Nasional

BSSN Garda Depan untuk Audit dan Forensik Keamanan Siber

Dani Tri Wahyudi — Satu Indonesia
02 Juli 2024 15:30
BSSN Garda Depan untuk Audit dan Forensik Keamanan Siber
Pakar keamanan siber Dr. Pratama Persadha.

SEMARANG - Pakar keamanan siber, Dr. Pratama Persadha, menyatakan Badan Siber dan Sandi Negara (BSSN) menjadi garda depan dalam audit dan forensik jika terjadi insiden seperti serangan ransomware Brain Cipher yang menyerang dan melumpuhkan Pusat Data Nasional Sementara (PDNS) 2.

"Sebetulnya tanpa ditunjuk khusus oleh Menko Polhukam, salah satu kewenangan BSSN adalah menjadi koordinator keamanan siber pada sektor administrasi pemerintahan," kata Pratama, yang juga Chairman Lembaga Riset Keamanan Siber CISSReC, saat menjawab pertanyaan dari Semarang, Selasa.

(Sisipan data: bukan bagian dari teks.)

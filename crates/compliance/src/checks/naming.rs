//! CF naming and units of data variables (section 4.4).

use async_trait::async_trait;
use mlcast_common::{AttributesExt, Dataset, Variable};

use super::{Check, CheckContext};
use crate::cf;
use crate::error::{Result, ValidatorError};
use crate::report::{Report, Status};

const SECTION: &str = "4.4";
const REQUIRED_ATTRS: &[&str] = &["long_name", "standard_name", "units"];

pub struct NamingCheck {
    allowed_standard_names: Vec<String>,
}

impl NamingCheck {
    /// Fails if an allowed standard name has no entry in the CF table.
    pub fn new(allowed_standard_names: &[&str]) -> Result<Self> {
        let allowed: Vec<String> = allowed_standard_names
            .iter()
            .map(|n| n.trim().to_lowercase())
            .collect();
        if let Some(unknown) = allowed.iter().find(|n| cf::lookup(n).is_none()) {
            return Err(ValidatorError::catalog(format!(
                "no naming rule implemented for standard_name '{unknown}'"
            )));
        }
        Ok(Self {
            allowed_standard_names: allowed,
        })
    }

    fn evaluate_variable(&self, var: &Variable, report: &mut Report) {
        if let Some(missing) = REQUIRED_ATTRS.iter().find(|a| !var.attrs.has(a)) {
            report.add(
                SECTION,
                format!("Required attribute '{missing}'"),
                Status::Fail,
                format!("'{missing}' attribute is missing on data variable '{}'.", var.name),
            );
            return;
        }

        let standard_name = var.attr_text("standard_name").unwrap_or_default().trim().to_lowercase();
        let units = var.attr_text("units").unwrap_or_default().trim().to_string();

        if !self.allowed_standard_names.contains(&standard_name) {
            report.add(
                SECTION,
                "Standard name validation",
                Status::Fail,
                format!("Standard name '{standard_name}' is not permitted for this specification."),
            );
            return;
        }
        let Some(spec) = cf::lookup(&standard_name) else {
            report.add(
                SECTION,
                "Standard name validation",
                Status::Fail,
                format!("Standard name '{standard_name}' is not recognized for supported physical variables."),
            );
            return;
        };

        if spec.allows_name(&var.name) {
            report.add(
                SECTION,
                "Variable name validation",
                Status::Pass,
                format!("Variable name '{}' matches the expected CF/ECMWF list.", var.name),
            );
        } else {
            report.add(
                SECTION,
                "Variable name validation",
                Status::Fail,
                format!(
                    "Variable name '{}' is not allowed for standard_name '{standard_name}'. Allowed names: {}.",
                    var.name,
                    spec.aliases.join(", ")
                ),
            );
        }

        if !spec.allows_unit(&units) {
            report.add(
                SECTION,
                "Units validation",
                Status::Fail,
                format!(
                    "Units '{units}' are not allowed for standard_name '{standard_name}'. \
                     Allowed units: {} (canonical: {}).",
                    spec.units.join(", "),
                    spec.canonical_unit
                ),
            );
        } else if !spec.is_canonical_unit(&units) {
            report.add(
                SECTION,
                "Units validation",
                Status::Warning,
                format!(
                    "Units '{units}' are permitted but the CF canonical unit is '{}'.",
                    spec.canonical_unit
                ),
            );
        } else {
            report.add(
                SECTION,
                "Units validation",
                Status::Pass,
                format!("Units '{units}' match the CF canonical unit."),
            );
        }
    }
}

#[async_trait]
impl Check for NamingCheck {
    fn id(&self) -> &str {
        "naming"
    }

    fn section(&self) -> &str {
        SECTION
    }

    fn describe(&self) -> String {
        format!(
            "CF long_name, standard_name and units; standard_name one of {}",
            self.allowed_standard_names.join(", ")
        )
    }

    async fn evaluate(&self, dataset: &Dataset, _ctx: &CheckContext) -> Report {
        let mut report = Report::new();
        for var in dataset.qualifying_data_vars() {
            self.evaluate_variable(var, &mut report);
        }
        report
    }
}

#[cfg(test)]
mod tests {
    use super::*;
    use crate::capabilities::Capabilities;
    use crate::oracle::StaticRepositoryOracle;
    use serde_json::json;
    use std::sync::Arc;
    use test_utils::{compliant_radar_dataset, DatasetBuilder};

    fn ctx() -> CheckContext {
        CheckContext::new(Capabilities::none(), Arc::new(StaticRepositoryOracle::new()))
    }

    fn check() -> NamingCheck {
        NamingCheck::new(&["rainfall_flux", "precipitation_flux", "equivalent_reflectivity_factor"]).unwrap()
    }

    async fn run_with_units(units: &str) -> Report {
        let ds = DatasetBuilder::from_dataset(compliant_radar_dataset())
            .var_attr("rr", "units", json!(units))
            .build();
        check().evaluate(&ds, &ctx()).await
    }

    #[tokio::test]
    async fn test_canonical_units_pass() {
        let report = run_with_units("kg m-2 h-1").await;
        assert!(report.ok());
        assert_eq!(report.summary().passed, 2);
    }

    #[tokio::test]
    async fn test_non_canonical_units_warn() {
        let report = run_with_units("mm/h").await;
        assert_eq!(report.by_requirement("Variable name validation").next().unwrap().status, Status::Pass);
        let units = report.by_requirement("Units validation").next().unwrap();
        assert_eq!(units.status, Status::Warning);
        assert_eq!(
            units.detail,
            "Units 'mm/h' are permitted but the CF canonical unit is 'kg m-2 h-1'."
        );
    }

    #[tokio::test]
    async fn test_unknown_units_fail() {
        let report = run_with_units("in/h").await;
        let units = report.by_requirement("Units validation").next().unwrap();
        assert_eq!(units.status, Status::Fail);
        assert!(units.detail.contains("(canonical: kg m-2 h-1)"));
    }

    #[tokio::test]
    async fn test_first_missing_attribute_stops() {
        let ds = DatasetBuilder::from_dataset(compliant_radar_dataset())
            .without_var_attr("rr", "standard_name")
            .without_var_attr("rr", "units")
            .build();
        let report = check().evaluate(&ds, &ctx()).await;
        assert_eq!(report.len(), 1);
        assert_eq!(report.findings()[0].requirement, "Required attribute 'standard_name'");
    }

    #[tokio::test]
    async fn test_disallowed_standard_name_and_alias() {
        let ds = DatasetBuilder::from_dataset(compliant_radar_dataset())
            .var_attr("rr", "standard_name", json!("air_temperature"))
            .build();
        let report = check().evaluate(&ds, &ctx()).await;
        assert_eq!(
            report.findings()[0].detail,
            "Standard name 'air_temperature' is not permitted for this specification."
        );

        let ds = DatasetBuilder::from_dataset(compliant_radar_dataset())
            .var_attr("rr", "standard_name", json!("precipitation_flux"))
            .build();
        let report = check().evaluate(&ds, &ctx()).await;
        assert_eq!(
            report.by_requirement("Variable name validation").next().unwrap().status,
            Status::Fail
        );
    }

    #[test]
    fn test_unsupported_allowed_name_is_a_catalog_error() {
        let err = NamingCheck::new(&["rainfall_flux", "snowfall_flux"]).err().unwrap();
        assert!(matches!(err, ValidatorError::Catalog(_)));
    }
}
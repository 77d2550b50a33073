//! Future timestep extension (section 3.2).

use async_trait::async_trait;
use chrono::Datelike;
use mlcast_common::{decode_time_variable, Dataset};

use super::{time_coordinate, Check, CheckContext};
use crate::report::{Report, Status};

const SECTION: &str = "3.2";

pub struct FutureTimestepCheck {
    max_year: i32,
}

impl FutureTimestepCheck {
    pub fn new(max_year: i32) -> Self {
        Self { max_year }
    }
}

#[async_trait]
impl Check for FutureTimestepCheck {
    fn id(&self) -> &str {
        "future_timesteps"
    }

    fn section(&self) -> &str {
        SECTION
    }

    fn describe(&self) -> String {
        format!("Future timesteps, if any, must not extend beyond {}", self.max_year)
    }

    async fn evaluate(&self, dataset: &Dataset, ctx: &CheckContext) -> Report {
        let mut report = Report::new();
        let Some(time) = time_coordinate(dataset) else {
            report.add(SECTION, "Time coordinate presence", Status::Fail, "Missing 'time' coordinate");
            return report;
        };

        let times = match decode_time_variable(time) {
            Ok(times) => times,
            Err(e) => {
                report.add(
                    SECTION,
                    "Future timestep analysis",
                    Status::Fail,
                    format!("Failed to analyze future timesteps: {e}"),
                );
                return report;
            }
        };

        let Some(max_time) = times.iter().max().copied() else {
            return report;
        };
        if max_time > ctx.now {
            report.add(
                SECTION,
                "Future timesteps detected",
                Status::Pass,
                format!(
                    "Dataset includes future timesteps up to {}",
                    max_time.format("%Y-%m-%d %H:%M:%S")
                ),
            );
            if max_time.year() > self.max_year {
                report.add(
                    SECTION,
                    "Future timestep limit",
                    Status::Fail,
                    format!("Future timesteps extend beyond {}: {}", self.max_year, max_time.year()),
                );
            }
        }
        report
    }
}
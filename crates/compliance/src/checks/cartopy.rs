//! Cartopy-equivalent plotting compatibility (section 6.2).

use async_trait::async_trait;
use mlcast_common::Dataset;

use super::{lookup_crs, Check, CheckContext, CrsLookup};
use crate::capabilities::{self, Capability, CrsInfo, CrsKind};
use crate::report::{Report, Status};

const SECTION: &str = "6.2";
const CREATION: &str = "Cartopy CRS creation";
const BBOX: &str = "Cartopy BBOX check";
const TRANSFORM: &str = "Cartopy coordinate transform";
/// Samples per axis for the transform sample.
const SAMPLES: usize = 5;

#[derive(Debug, Default)]
pub struct CartopyCheck;

impl CartopyCheck {
    pub fn new() -> Self {
        Self
    }
}

/// Every `len / 5`-th value, at most five of them.
fn sample_axis(values: &[f64]) -> Vec<f64> {
    let step = (values.len() / SAMPLES).max(1);
    values.iter().step_by(step).take(SAMPLES).copied().collect()
}

fn crs_class(info: &CrsInfo) -> &'static str {
    match info.kind {
        CrsKind::Projected => "Projected",
        CrsKind::Geographic => "Geographic",
        CrsKind::Other => "CRS",
    }
}

impl CartopyCheck {
    fn transform(&self, dataset: &Dataset, ctx: &CheckContext, info: &CrsInfo, wkt: &str, report: &mut Report) {
        let (Some(x), Some(y)) = (dataset.coord("x"), dataset.coord("y")) else {
            report.add(
                SECTION,
                TRANSFORM,
                Status::Warning,
                "Dataset lacks 'x' and 'y' coordinates; skipping transform test.",
            );
            return;
        };
        let Some(transform) = ctx.capabilities.transform.as_ref() else {
            report.push(capabilities::skipped(SECTION, TRANSFORM, Capability::CoordinateTransform));
            return;
        };

        let points = match (x.values.as_deref(), y.values.as_deref()) {
            (Some(xs), Some(ys)) if !xs.is_empty() && !ys.is_empty() => {
                let xs = sample_axis(xs);
                let ys = sample_axis(ys);
                ys.iter()
                    .flat_map(|&yv| xs.iter().map(move |&xv| (xv, yv)))
                    .collect::<Vec<_>>()
            }
            (Some(_), Some(_)) => {
                report.add(
                    SECTION,
                    TRANSFORM,
                    Status::Fail,
                    "Failed to transform coordinates for cartopy plotting: Empty coordinate arrays.",
                );
                return;
            }
            _ => {
                report.add(
                    SECTION,
                    TRANSFORM,
                    Status::Fail,
                    "Failed to transform coordinates for cartopy plotting: coordinate values were not loaded.",
                );
                return;
            }
        };

        match transform.to_lon_lat(info, wkt, &points) {
            Ok(lon_lat) if lon_lat.iter().any(|(lon, lat)| !lon.is_finite() || !lat.is_finite()) => {
                report.add(
                    SECTION,
                    TRANSFORM,
                    Status::Warning,
                    "Coordinate transformation produced NaN values.",
                );
            }
            Ok(lon_lat) => report.add(
                SECTION,
                TRANSFORM,
                Status::Pass,
                format!("Successfully transformed {} coordinate pairs to PlateCarree.", lon_lat.len()),
            ),
            Err(e) => report.add(
                SECTION,
                TRANSFORM,
                Status::Fail,
                format!("Failed to transform coordinates for cartopy plotting: {e}"),
            ),
        }
    }
}

#[async_trait]
impl Check for CartopyCheck {
    fn id(&self) -> &str {
        "cartopy"
    }

    fn section(&self) -> &str {
        SECTION
    }

    fn describe(&self) -> String {
        "CRS usable for cartopy plotting".to_string()
    }

    async fn evaluate(&self, dataset: &Dataset, ctx: &CheckContext) -> Report {
        let mut report = Report::new();
        let Some(parser) = ctx.capabilities.wkt.as_ref() else {
            report.push(capabilities::skipped(SECTION, CREATION, Capability::WktParsing));
            return report;
        };

        let wkt = match lookup_crs(dataset) {
            CrsLookup::Found { wkt, .. } => wkt,
            CrsLookup::NoVariable => {
                report.add(
                    SECTION,
                    "Data variable selection",
                    Status::Fail,
                    "No data variable with a 'grid_mapping' attribute is available for cartopy checks.",
                );
                return report;
            }
            CrsLookup::InvalidGridMapping(var) => {
                report.add(
                    SECTION,
                    "CRS metadata",
                    Status::Fail,
                    format!("Data variable '{var}' lacks a valid 'grid_mapping' attribute."),
                );
                return report;
            }
            CrsLookup::MissingWkt(grid_mapping) => {
                report.add(
                    SECTION,
                    CREATION,
                    Status::Fail,
                    format!("CRS variable '{grid_mapping}' is missing 'crs_wkt' metadata."),
                );
                return report;
            }
        };

        let info = match parser.parse(wkt) {
            Ok(info) => info,
            Err(e) => {
                report.add(SECTION, CREATION, Status::Fail, format!("Cartopy failed to parse CRS WKT: {e}"));
                return report;
            }
        };
        report.add(
            SECTION,
            CREATION,
            Status::Pass,
            format!("Successfully created cartopy CRS instance ({}).", crs_class(&info)),
        );

        if info.has_bbox {
            report.add(SECTION, BBOX, Status::Pass, "WKT definition includes a BBOX, aiding cartopy plotting.");
        } else {
            report.add(
                SECTION,
                BBOX,
                Status::Warning,
                "WKT lacks a BBOX definition; cartopy plots may require manual extents.",
            );
        }

        self.transform(dataset, ctx, &info, wkt, &mut report);
        report
    }
}
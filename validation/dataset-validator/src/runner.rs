//! Loads a dataset and runs a pipeline over it.

use std::sync::Arc;

use compliance::{
    Capabilities, CheckContext, GithubRepositoryOracle, Pipeline, Report, RepositoryOracle, StaticRepositoryOracle,
};
use tokio_util::sync::CancellationToken;
use tracing::{info, warn};
use zarr_loader::DatasetLoader;

use crate::config::RuntimeConfig;

/// Repository oracle for a run. A client that cannot be built turns every
/// lookup into "unavailable", which checks report as warnings.
pub fn repository_oracle(config: &RuntimeConfig) -> Arc<dyn RepositoryOracle> {
    match GithubRepositoryOracle::new(&config.github_api, config.oracle_timeout()) {
        Ok(oracle) => Arc::new(oracle),
        Err(e) => {
            warn!(error = %e, "Repository lookups disabled");
            Arc::new(StaticRepositoryOracle::unreachable(e))
        }
    }
}

/// Open `location` and validate it. Load failures are returned as errors;
/// everything after loading ends up in the report.
pub async fn validate_location(
    location: &str,
    pipeline: &Pipeline,
    config: &RuntimeConfig,
    token: &CancellationToken,
) -> anyhow::Result<Report> {
    let dataset = DatasetLoader::new(config.loader_config()).open(location)?;
    for note in &dataset.load_notes {
        warn!(location, note = %note, "Load note");
    }

    let ctx = CheckContext::new(Capabilities::detect(), repository_oracle(config))
        .with_oracle_timeout(config.oracle_timeout());
    let pipeline = match config.check_timeout() {
        Some(timeout) => pipeline.clone().with_check_timeout(timeout),
        None => pipeline.clone(),
    };

    let report = if config.concurrent {
        pipeline.run_concurrent_until_cancelled(&dataset, &ctx, token).await
    } else {
        pipeline.run_until_cancelled(&dataset, &ctx, token).await
    };

    info!(
        pipeline = %pipeline.identity(),
        location,
        findings = report.len(),
        failed = report.summary().failed,
        "Validation finished"
    );
    Ok(report)
}
//! Error types for the compliance engine.
//!
//! Data-level problems never show up here: checks turn them into findings.
//! These errors cover what happens before or around a validation run.

use thiserror::Error;

/// Result type alias using ValidatorError.
pub type Result<T> = std::result::Result<T, ValidatorError>;

#[derive(Debug, Error)]
pub enum ValidatorError {
    // === Usage Errors ===
    #[error("Unknown stage '{0}'")]
    UnknownStage(String),

    #[error("Unknown product '{product}' for stage '{stage}'")]
    UnknownProduct { stage: String, product: String },

    #[error("Unknown version '{version}' of {stage}/{product} (available: {available})")]
    UnknownVersion {
        stage: String,
        product: String,
        version: String,
        available: String,
    },

    // === Loading Errors ===
    #[error("Failed to load dataset: {0}")]
    Load(String),

    // === Catalog Errors ===
    #[error("Catalog error: {0}")]
    Catalog(String),

    // === Finding Construction ===
    #[error("Invalid status '{0}'. Valid levels are: PASS, WARNING, FAIL")]
    InvalidStatus(String),
}

impl ValidatorError {
    pub fn catalog(message: impl Into<String>) -> Self {
        Self::Catalog(message.into())
    }

    /// Whether this error was caused by the caller naming something that
    /// does not exist.
    pub fn is_usage(&self) -> bool {
        matches!(
            self,
            Self::UnknownStage(_) | Self::UnknownProduct { .. } | Self::UnknownVersion { .. }
        )
    }
}

#[cfg(test)]
mod tests {
    use super::*;

    #[test]
    fn test_usage_classification() {
        assert!(ValidatorError::UnknownStage("x".into()).is_usage());
        assert!(!ValidatorError::catalog("bad rule").is_usage());
        assert!(!ValidatorError::Load("gone".into()).is_usage());
    }

    #[test]
    fn test_messages() {
        let err = ValidatorError::UnknownVersion {
            stage: "source_data".into(),
            product: "radar_precipitation".into(),
            version: "9.9.9".into(),
            available: "0.1.0, 0.2.0".into(),
        };
        assert_eq!(
            err.to_string(),
            "Unknown version '9.9.9' of source_data/radar_precipitation (available: 0.1.0, 0.2.0)"
        );
    }
}
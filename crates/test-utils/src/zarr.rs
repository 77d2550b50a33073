//! Writers for small on-disk Zarr stores.
//!
//! The stores mimic what xarray writes for a radar composite: a `time`
//! coordinate encoded as minutes since an epoch, projected `x`/`y`
//! coordinates, a `rr` data variable and a scalar `crs` variable. Only
//! coordinate chunks are written; data chunks are left to the fill value.

use std::path::Path;
use std::sync::Arc;

use mlcast_common::Attributes;
use serde_json::{json, Value};
use zarrs::array::Array;
use zarrs_filesystem::FilesystemStore;

use crate::builder::compliant_global_attrs;
use crate::fixtures::{crs, time};

/// Layout of a radar store written by [`write_radar_zarr`].
#[derive(Debug, Clone)]
pub struct RadarZarrLayout {
    /// Zarr format version, 2 or 3.
    pub zarr_format: u8,
    /// Write consolidated metadata (`.zmetadata` / inline `consolidated_metadata`).
    pub consolidated: bool,
    /// Time values in minutes since [`time::EPOCH`].
    pub time_minutes: Vec<i64>,
    pub nx: usize,
    pub ny: usize,
    /// Grid spacing in metres.
    pub step_m: f64,
    /// Time chunk length of the data variable.
    pub time_chunk: u64,
    pub global_attrs: Attributes,
}

impl Default for RadarZarrLayout {
    fn default() -> Self {
        Self {
            zarr_format: 3,
            consolidated: true,
            time_minutes: (0..6).map(|i| i * 5).collect(),
            nx: 8,
            ny: 6,
            step_m: 1000.0,
            time_chunk: 1,
            global_attrs: compliant_global_attrs(),
        }
    }
}

struct ArraySpec {
    name: &'static str,
    dims: Vec<&'static str>,
    shape: Vec<u64>,
    chunks: Vec<u64>,
    /// (v3 data_type, v2 dtype)
    dtype: (&'static str, &'static str),
    attrs: Value,
    compressed: bool,
}

fn array_specs(layout: &RadarZarrLayout) -> Vec<ArraySpec> {
    let nt = layout.time_minutes.len() as u64;
    let (ny, nx) = (layout.ny as u64, layout.nx as u64);
    vec![
        ArraySpec {
            name: "crs",
            dims: vec![],
            shape: vec![],
            chunks: vec![],
            dtype: ("int64", "<i8"),
            attrs: json!({
                "grid_mapping_name": "lambert_azimuthal_equal_area",
                "spatial_ref": crs::LAEA_EUROPE_WKT,
                "crs_wkt": crs::LAEA_EUROPE_WKT,
            }),
            compressed: false,
        },
        ArraySpec {
            name: "rr",
            dims: vec!["time", "y", "x"],
            shape: vec![nt, ny, nx],
            chunks: vec![layout.time_chunk, ny, nx],
            dtype: ("float32", "<f4"),
            attrs: json!({
                "long_name": "Rainfall rate",
                "standard_name": "rainfall_flux",
                "units": "kg m-2 h-1",
                "grid_mapping": "crs",
            }),
            compressed: true,
        },
        ArraySpec {
            name: "time",
            dims: vec!["time"],
            shape: vec![nt],
            chunks: vec![nt.max(1)],
            dtype: ("int64", "<i8"),
            attrs: json!({
                "standard_name": "time",
                "axis": "T",
                "units": time::UNITS,
                "calendar": "proleptic_gregorian",
            }),
            compressed: false,
        },
        ArraySpec {
            name: "x",
            dims: vec!["x"],
            shape: vec![nx],
            chunks: vec![nx.max(1)],
            dtype: ("float64", "<f8"),
            attrs: json!({"standard_name": "projection_x_coordinate", "axis": "X", "units": "m"}),
            compressed: false,
        },
        ArraySpec {
            name: "y",
            dims: vec!["y"],
            shape: vec![ny],
            chunks: vec![ny.max(1)],
            dtype: ("float64", "<f8"),
            attrs: json!({"standard_name": "projection_y_coordinate", "axis": "Y", "units": "m"}),
            compressed: false,
        },
    ]
}

fn coordinate_values(layout: &RadarZarrLayout, name: &str) -> Option<Vec<f64>> {
    let axis = |n: usize| (0..n).map(|i| i as f64 * layout.step_m + layout.step_m / 2.0).collect();
    match name {
        "x" => Some(axis(layout.nx)),
        "y" => Some(axis(layout.ny)),
        _ => None,
    }
}

fn write_json(path: &Path, value: &Value) -> Result<(), Box<dyn std::error::Error>> {
    if let Some(parent) = path.parent() {
        std::fs::create_dir_all(parent)?;
    }
    std::fs::write(path, serde_json::to_vec_pretty(value)?)?;
    Ok(())
}

fn v3_array_metadata(spec: &ArraySpec) -> Value {
    let mut codecs = vec![json!({"name": "bytes", "configuration": {"endian": "little"}})];
    if spec.compressed {
        codecs.push(json!({"name": "zstd", "configuration": {"level": 3, "checksum": false}}));
    }
    json!({
        "zarr_format": 3,
        "node_type": "array",
        "shape": spec.shape,
        "data_type": spec.dtype.0,
        "chunk_grid": {"name": "regular", "configuration": {"chunk_shape": spec.chunks}},
        "chunk_key_encoding": {"name": "default", "configuration": {"separator": "/"}},
        "fill_value": 0,
        "codecs": codecs,
        "attributes": spec.attrs,
        "dimension_names": spec.dims,
    })
}

fn v2_array_metadata(spec: &ArraySpec) -> (Value, Value) {
    let compressor = if spec.compressed {
        json!({"id": "zstd", "level": 3})
    } else {
        Value::Null
    };
    let zarray = json!({
        "zarr_format": 2,
        "shape": spec.shape,
        "chunks": spec.chunks,
        "dtype": spec.dtype.1,
        "compressor": compressor,
        "filters": null,
        "fill_value": 0,
        "order": "C",
    });
    let mut zattrs = spec.attrs.clone();
    if let Some(obj) = zattrs.as_object_mut() {
        obj.insert("_ARRAY_DIMENSIONS".to_string(), json!(spec.dims));
    }
    (zarray, zattrs)
}

/// Write a radar store with the given layout into `path`.
pub fn write_radar_zarr(path: &Path, layout: &RadarZarrLayout) -> Result<(), Box<dyn std::error::Error>> {
    std::fs::create_dir_all(path)?;
    let specs = array_specs(layout);
    match layout.zarr_format {
        2 => write_v2(path, layout, &specs),
        3 => write_v3(path, layout, &specs),
        other => Err(format!("unsupported zarr format {other}").into()),
    }
}

fn write_v3(path: &Path, layout: &RadarZarrLayout, specs: &[ArraySpec]) -> Result<(), Box<dyn std::error::Error>> {
    let mut nodes = serde_json::Map::new();
    for spec in specs {
        let meta = v3_array_metadata(spec);
        write_json(&path.join(spec.name).join("zarr.json"), &meta)?;
        nodes.insert(spec.name.to_string(), meta);
    }

    let mut root = json!({
        "zarr_format": 3,
        "node_type": "group",
        "attributes": layout.global_attrs,
    });
    if layout.consolidated {
        root["consolidated_metadata"] = json!({
            "kind": "inline",
            "must_understand": false,
            "metadata": nodes,
        });
    }
    write_json(&path.join("zarr.json"), &root)?;

    // Coordinate chunks go through zarrs so the loader reads real encoded data.
    let store = Arc::new(FilesystemStore::new(path)?);
    let time = Array::open(store.clone(), "/time")?;
    time.store_array_subset_elements::<i64>(&time.subset_all(), &layout.time_minutes)?;
    for name in ["x", "y"] {
        if let Some(values) = coordinate_values(layout, name) {
            let array = Array::open(store.clone(), &format!("/{name}"))?;
            array.store_array_subset_elements::<f64>(&array.subset_all(), &values)?;
        }
    }
    Ok(())
}

fn write_v2(path: &Path, layout: &RadarZarrLayout, specs: &[ArraySpec]) -> Result<(), Box<dyn std::error::Error>> {
    let zgroup = json!({"zarr_format": 2});
    let zattrs_root = Value::Object(layout.global_attrs.clone());
    write_json(&path.join(".zgroup"), &zgroup)?;
    write_json(&path.join(".zattrs"), &zattrs_root)?;

    let mut consolidated = serde_json::Map::new();
    consolidated.insert(".zgroup".to_string(), zgroup);
    consolidated.insert(".zattrs".to_string(), zattrs_root);

    for spec in specs {
        let (zarray, zattrs) = v2_array_metadata(spec);
        write_json(&path.join(spec.name).join(".zarray"), &zarray)?;
        write_json(&path.join(spec.name).join(".zattrs"), &zattrs)?;
        consolidated.insert(format!("{}/.zarray", spec.name), zarray);
        consolidated.insert(format!("{}/.zattrs", spec.name), zattrs);
    }

    // Uncompressed little-endian C-order chunks, a single chunk per coordinate.
    let time_bytes: Vec<u8> = layout.time_minutes.iter().flat_map(|v| v.to_le_bytes()).collect();
    std::fs::write(path.join("time").join("0"), time_bytes)?;
    for name in ["x", "y"] {
        if let Some(values) = coordinate_values(layout, name) {
            let bytes: Vec<u8> = values.iter().flat_map(|v| v.to_le_bytes()).collect();
            std::fs::write(path.join(name).join("0"), bytes)?;
        }
    }

    if layout.consolidated {
        write_json(
            &path.join(".zmetadata"),
            &json!({"zarr_consolidated_format": 1, "metadata": consolidated}),
        )?;
    }
    Ok(())
}

/// Write a radar store into a fresh temporary directory.
///
/// The returned `TempDir` must be kept alive for as long as the store is used.
pub fn temp_radar_zarr(layout: &RadarZarrLayout) -> Result<(tempfile::TempDir, std::path::PathBuf), Box<dyn std::error::Error>> {
    let dir = tempfile::tempdir()?;
    let path = dir.path().join("radar.zarr");
    write_radar_zarr(&path, layout)?;
    Ok((dir, path))
}
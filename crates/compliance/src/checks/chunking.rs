//! Time-axis chunking (section 4.1).

use async_trait::async_trait;
use mlcast_common::Dataset;

use super::{Check, CheckContext};
use crate::report::{Report, Status};

const SECTION: &str = "4.1";
/// Offending chunk sizes quoted in a failure detail.
const QUOTED_CHUNKS: usize = 5;

pub struct ChunkingCheck {
    time_chunksize: u64,
}

impl ChunkingCheck {
    pub fn new(time_chunksize: u64) -> Self {
        Self { time_chunksize }
    }
}

#[async_trait]
impl Check for ChunkingCheck {
    fn id(&self) -> &str {
        "chunking"
    }

    fn section(&self) -> &str {
        SECTION
    }

    fn describe(&self) -> String {
        format!("Data variables chunked as {} timestep(s) per chunk", self.time_chunksize)
    }

    async fn evaluate(&self, dataset: &Dataset, _ctx: &CheckContext) -> Report {
        let mut report = Report::new();
        for var in dataset.qualifying_data_vars() {
            let requirement = format!("Chunking strategy for {}", var.name);
            let Some(chunks) = var.encoding.chunks.as_ref() else {
                report.add(SECTION, requirement, Status::Warning, "Data not chunked (not a dask array)");
                continue;
            };
            let time_chunks = chunks.first().map(Vec::as_slice).unwrap_or_default();
            if !chunks.is_empty() && time_chunks.iter().all(|&c| c == self.time_chunksize) {
                report.add(
                    SECTION,
                    requirement,
                    Status::Pass,
                    format!("Correct chunking: {} chunk(s) per timestep", self.time_chunksize),
                );
            } else {
                let shown = &time_chunks[..time_chunks.len().min(QUOTED_CHUNKS)];
                report.add(
                    SECTION,
                    requirement,
                    Status::Fail,
                    format!(
                        "Time dimension must be chunked as {} per timestep. Found: {shown:?}...",
                        self.time_chunksize
                    ),
                );
            }
        }
        report
    }
}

Sebelumnya, Menteri Koordinator Bidang Politik Hukum dan Keamanan (Menko Polhukam) Hadi Tjahjanto menyatakan BSSN akan memegang kendali dalam pengawasan PDNS 2. Hadi Tjahjanto, di Kantor Kemenko Polhukam RI, Jakarta Pusat, Senin (1/7/2024), menyatakan BSSN juga akan terus meningkatkan keamanan siber dengan cara menyambungkannya ke komando kendali BSSN yang ada di Ragunan.

Menurut Pratama, yang juga dosen pascasarjana di Sekolah Tinggi Intelijen Negara (STIN), perlu diketahui lebih dalam aspek apa saja yang dipegang kendalinya oleh BSSN terkait PDNS 2. "Apakah hanya dalam proses melakukan audit dan digital forensik serta mengembalikan data yang terkunci? Meskipun dalam hal ini BSSN tidak dilibatkan oleh Kominfo pada saat proses desain," kata Pratama.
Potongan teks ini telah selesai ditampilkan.